Saved entries
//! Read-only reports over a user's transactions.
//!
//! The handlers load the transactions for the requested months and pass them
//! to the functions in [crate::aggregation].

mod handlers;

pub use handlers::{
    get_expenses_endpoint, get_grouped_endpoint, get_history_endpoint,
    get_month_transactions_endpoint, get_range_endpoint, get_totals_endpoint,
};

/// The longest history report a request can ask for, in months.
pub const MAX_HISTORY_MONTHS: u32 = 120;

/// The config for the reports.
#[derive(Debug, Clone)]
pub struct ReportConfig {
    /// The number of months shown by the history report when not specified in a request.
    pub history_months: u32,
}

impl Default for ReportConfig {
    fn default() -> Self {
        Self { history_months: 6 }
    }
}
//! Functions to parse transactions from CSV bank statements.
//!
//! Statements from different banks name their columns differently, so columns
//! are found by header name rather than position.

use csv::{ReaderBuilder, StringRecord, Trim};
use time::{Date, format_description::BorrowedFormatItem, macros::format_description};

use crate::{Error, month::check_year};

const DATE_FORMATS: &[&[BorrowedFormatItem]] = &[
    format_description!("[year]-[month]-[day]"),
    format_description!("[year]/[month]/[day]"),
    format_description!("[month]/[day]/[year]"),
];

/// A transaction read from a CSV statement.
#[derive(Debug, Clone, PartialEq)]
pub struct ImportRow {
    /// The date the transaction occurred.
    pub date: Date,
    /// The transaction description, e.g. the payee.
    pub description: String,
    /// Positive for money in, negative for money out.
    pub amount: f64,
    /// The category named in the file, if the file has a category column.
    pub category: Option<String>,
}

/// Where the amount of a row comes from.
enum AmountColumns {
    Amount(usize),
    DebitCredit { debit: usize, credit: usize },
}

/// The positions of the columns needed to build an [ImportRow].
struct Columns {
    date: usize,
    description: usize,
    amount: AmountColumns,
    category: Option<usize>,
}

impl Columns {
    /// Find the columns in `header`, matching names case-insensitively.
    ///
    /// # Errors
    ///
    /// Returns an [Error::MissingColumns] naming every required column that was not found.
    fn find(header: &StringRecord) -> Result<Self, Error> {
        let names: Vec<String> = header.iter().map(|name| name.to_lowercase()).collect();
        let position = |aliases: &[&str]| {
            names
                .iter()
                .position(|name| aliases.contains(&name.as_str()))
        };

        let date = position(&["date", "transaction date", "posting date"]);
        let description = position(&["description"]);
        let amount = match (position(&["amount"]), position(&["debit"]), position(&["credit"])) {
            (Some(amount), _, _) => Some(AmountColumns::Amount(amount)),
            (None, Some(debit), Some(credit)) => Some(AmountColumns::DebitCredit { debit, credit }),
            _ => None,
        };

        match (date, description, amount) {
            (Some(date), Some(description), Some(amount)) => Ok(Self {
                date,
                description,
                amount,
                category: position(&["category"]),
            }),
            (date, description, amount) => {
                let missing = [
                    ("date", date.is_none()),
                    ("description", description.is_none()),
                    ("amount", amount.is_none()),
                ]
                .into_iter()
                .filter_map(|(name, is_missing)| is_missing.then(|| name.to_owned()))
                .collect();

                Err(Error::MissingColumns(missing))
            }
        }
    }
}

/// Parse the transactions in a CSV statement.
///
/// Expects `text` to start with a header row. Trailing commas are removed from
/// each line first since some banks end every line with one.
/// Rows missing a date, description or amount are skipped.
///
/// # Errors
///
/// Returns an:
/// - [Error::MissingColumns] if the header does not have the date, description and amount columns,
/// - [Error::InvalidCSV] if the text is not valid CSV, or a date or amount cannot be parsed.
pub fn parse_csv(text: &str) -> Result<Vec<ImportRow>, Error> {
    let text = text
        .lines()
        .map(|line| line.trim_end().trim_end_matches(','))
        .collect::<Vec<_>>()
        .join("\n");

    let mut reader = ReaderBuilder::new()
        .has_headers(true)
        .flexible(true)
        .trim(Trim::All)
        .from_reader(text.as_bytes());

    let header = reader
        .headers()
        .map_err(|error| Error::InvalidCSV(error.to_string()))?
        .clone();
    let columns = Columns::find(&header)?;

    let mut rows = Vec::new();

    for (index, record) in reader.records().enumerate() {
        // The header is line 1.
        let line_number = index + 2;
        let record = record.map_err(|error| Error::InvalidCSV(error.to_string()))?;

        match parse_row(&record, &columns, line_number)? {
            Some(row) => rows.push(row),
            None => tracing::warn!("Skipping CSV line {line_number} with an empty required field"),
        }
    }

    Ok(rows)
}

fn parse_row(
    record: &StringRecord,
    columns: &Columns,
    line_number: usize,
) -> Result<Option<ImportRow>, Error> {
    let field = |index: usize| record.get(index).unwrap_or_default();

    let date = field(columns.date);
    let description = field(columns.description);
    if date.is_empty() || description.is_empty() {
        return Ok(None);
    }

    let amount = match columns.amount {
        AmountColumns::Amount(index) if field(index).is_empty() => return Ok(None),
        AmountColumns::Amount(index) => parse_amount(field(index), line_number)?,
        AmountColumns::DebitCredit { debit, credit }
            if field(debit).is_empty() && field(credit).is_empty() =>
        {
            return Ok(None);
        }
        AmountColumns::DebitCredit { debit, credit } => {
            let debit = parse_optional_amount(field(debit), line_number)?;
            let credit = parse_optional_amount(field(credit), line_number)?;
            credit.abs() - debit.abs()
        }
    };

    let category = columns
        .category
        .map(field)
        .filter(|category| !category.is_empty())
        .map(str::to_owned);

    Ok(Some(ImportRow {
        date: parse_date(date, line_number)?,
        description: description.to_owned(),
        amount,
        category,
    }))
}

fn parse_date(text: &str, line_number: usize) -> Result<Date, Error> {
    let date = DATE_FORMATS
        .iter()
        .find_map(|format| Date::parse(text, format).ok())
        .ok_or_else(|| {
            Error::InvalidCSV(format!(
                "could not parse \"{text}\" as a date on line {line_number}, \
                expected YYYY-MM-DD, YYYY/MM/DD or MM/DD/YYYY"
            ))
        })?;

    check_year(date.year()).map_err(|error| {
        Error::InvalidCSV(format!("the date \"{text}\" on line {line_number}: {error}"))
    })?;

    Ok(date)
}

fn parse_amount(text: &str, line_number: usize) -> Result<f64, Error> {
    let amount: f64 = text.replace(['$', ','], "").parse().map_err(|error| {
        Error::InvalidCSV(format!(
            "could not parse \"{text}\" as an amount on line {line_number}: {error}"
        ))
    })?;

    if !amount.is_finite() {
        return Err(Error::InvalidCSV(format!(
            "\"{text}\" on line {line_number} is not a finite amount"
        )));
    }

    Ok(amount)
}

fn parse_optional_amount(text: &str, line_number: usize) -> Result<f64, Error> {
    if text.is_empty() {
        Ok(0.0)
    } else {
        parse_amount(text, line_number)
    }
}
--
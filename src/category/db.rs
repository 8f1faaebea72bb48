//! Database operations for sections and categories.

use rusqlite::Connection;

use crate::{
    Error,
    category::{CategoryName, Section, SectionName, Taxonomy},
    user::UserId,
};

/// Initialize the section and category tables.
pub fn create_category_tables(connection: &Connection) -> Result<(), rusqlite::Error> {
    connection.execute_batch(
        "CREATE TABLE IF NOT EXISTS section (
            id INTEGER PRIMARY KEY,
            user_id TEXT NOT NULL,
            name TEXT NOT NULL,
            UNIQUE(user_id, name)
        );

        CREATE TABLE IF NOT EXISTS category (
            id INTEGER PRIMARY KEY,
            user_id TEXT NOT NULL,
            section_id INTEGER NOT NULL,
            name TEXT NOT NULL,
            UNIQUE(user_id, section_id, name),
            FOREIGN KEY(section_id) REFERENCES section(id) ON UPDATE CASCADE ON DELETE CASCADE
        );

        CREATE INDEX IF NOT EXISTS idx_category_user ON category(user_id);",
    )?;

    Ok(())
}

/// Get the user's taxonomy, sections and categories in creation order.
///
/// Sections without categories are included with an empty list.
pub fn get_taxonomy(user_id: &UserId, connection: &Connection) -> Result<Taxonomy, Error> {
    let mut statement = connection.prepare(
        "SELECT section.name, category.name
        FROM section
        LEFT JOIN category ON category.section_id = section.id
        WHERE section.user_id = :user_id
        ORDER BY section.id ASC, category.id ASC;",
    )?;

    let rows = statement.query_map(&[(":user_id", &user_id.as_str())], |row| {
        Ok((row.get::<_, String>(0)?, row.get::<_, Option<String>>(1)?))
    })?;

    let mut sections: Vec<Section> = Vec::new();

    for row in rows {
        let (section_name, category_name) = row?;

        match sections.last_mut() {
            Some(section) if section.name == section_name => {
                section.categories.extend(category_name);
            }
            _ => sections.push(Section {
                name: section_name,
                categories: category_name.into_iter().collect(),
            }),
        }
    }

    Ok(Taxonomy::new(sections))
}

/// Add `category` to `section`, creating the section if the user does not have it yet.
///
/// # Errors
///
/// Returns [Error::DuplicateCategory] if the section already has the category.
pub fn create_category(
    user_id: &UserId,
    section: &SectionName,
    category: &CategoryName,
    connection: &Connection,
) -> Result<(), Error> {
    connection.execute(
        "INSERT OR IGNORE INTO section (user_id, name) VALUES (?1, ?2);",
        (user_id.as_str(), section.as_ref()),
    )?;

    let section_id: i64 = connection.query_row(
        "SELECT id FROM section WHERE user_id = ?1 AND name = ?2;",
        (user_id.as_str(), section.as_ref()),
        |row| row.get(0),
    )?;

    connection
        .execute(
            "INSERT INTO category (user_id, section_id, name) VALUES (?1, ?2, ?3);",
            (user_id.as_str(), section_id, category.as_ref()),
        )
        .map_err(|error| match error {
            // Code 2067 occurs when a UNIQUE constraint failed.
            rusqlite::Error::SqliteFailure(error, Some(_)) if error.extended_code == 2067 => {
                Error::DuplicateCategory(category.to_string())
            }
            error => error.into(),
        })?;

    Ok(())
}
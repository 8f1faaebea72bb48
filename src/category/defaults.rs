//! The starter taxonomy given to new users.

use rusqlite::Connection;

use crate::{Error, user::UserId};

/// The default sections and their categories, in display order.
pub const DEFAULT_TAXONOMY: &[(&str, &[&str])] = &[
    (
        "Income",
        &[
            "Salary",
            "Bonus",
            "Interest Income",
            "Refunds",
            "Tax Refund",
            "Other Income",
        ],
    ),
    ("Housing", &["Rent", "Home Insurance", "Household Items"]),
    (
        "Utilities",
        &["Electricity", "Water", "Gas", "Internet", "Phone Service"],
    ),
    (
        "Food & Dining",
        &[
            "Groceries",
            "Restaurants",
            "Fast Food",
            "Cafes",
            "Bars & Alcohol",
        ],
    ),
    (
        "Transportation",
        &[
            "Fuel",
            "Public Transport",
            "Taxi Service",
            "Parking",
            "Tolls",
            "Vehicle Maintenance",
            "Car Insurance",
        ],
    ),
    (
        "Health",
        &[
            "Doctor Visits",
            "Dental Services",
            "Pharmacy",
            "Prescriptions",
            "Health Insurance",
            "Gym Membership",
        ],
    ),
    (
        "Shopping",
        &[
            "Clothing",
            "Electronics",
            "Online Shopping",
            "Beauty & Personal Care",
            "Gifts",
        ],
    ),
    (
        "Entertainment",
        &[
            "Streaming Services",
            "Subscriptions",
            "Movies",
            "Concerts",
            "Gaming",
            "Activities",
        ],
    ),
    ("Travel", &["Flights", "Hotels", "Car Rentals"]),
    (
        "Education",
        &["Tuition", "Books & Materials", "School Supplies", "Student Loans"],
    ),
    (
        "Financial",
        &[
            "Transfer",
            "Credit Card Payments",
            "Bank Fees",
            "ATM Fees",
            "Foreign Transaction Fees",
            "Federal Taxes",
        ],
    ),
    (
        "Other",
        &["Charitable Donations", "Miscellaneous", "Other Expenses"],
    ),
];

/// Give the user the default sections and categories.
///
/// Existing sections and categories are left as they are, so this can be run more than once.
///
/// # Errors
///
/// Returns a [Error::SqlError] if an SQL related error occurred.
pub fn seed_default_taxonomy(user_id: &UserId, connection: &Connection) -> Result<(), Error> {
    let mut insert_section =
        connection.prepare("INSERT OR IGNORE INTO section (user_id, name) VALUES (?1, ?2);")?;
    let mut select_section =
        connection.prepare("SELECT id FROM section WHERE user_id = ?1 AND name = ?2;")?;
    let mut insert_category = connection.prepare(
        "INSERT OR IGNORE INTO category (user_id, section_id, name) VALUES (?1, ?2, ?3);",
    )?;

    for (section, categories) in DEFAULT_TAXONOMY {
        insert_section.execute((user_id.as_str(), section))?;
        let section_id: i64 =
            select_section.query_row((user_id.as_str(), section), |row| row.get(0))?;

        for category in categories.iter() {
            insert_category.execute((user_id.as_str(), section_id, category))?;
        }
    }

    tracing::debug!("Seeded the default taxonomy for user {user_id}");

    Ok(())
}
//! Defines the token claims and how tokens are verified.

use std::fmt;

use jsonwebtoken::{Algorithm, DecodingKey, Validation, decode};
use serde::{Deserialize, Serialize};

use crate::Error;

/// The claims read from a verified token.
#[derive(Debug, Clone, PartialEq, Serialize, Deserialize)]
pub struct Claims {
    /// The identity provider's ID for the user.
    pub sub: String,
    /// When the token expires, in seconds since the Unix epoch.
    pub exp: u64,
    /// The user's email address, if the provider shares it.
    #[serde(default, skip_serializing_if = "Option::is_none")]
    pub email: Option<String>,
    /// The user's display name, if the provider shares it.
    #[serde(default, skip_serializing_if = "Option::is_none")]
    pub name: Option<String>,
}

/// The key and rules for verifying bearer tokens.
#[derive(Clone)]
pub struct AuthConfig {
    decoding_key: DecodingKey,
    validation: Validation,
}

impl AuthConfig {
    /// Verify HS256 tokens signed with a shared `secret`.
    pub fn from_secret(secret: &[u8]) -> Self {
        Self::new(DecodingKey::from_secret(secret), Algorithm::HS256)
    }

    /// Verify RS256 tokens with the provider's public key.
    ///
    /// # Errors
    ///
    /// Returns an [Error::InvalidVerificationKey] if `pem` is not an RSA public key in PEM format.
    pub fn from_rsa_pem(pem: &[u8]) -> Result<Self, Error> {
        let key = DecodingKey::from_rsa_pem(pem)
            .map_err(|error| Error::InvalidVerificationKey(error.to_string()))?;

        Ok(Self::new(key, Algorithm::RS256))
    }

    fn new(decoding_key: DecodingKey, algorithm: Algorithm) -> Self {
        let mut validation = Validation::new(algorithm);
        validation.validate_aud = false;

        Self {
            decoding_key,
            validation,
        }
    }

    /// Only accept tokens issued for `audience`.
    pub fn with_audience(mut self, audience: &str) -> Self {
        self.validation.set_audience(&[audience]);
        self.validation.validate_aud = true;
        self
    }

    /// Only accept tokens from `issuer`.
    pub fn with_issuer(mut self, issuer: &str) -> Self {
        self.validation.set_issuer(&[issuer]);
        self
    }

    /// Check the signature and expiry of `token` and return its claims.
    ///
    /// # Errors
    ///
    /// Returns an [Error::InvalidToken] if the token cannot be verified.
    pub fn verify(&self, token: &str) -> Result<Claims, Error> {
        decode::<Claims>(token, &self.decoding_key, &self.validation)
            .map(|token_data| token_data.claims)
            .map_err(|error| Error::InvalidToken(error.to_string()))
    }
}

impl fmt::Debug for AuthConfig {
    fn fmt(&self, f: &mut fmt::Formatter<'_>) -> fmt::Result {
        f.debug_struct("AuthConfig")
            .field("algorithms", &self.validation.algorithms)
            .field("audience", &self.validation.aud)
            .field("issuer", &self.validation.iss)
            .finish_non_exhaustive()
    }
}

The problem
Search the entries for the word "Other" and pick out every line that holds it.

Response to this exercise
            "Other Income",
        "Other",
        &["Charitable Donations", "Miscellaneous", "Other Expenses"],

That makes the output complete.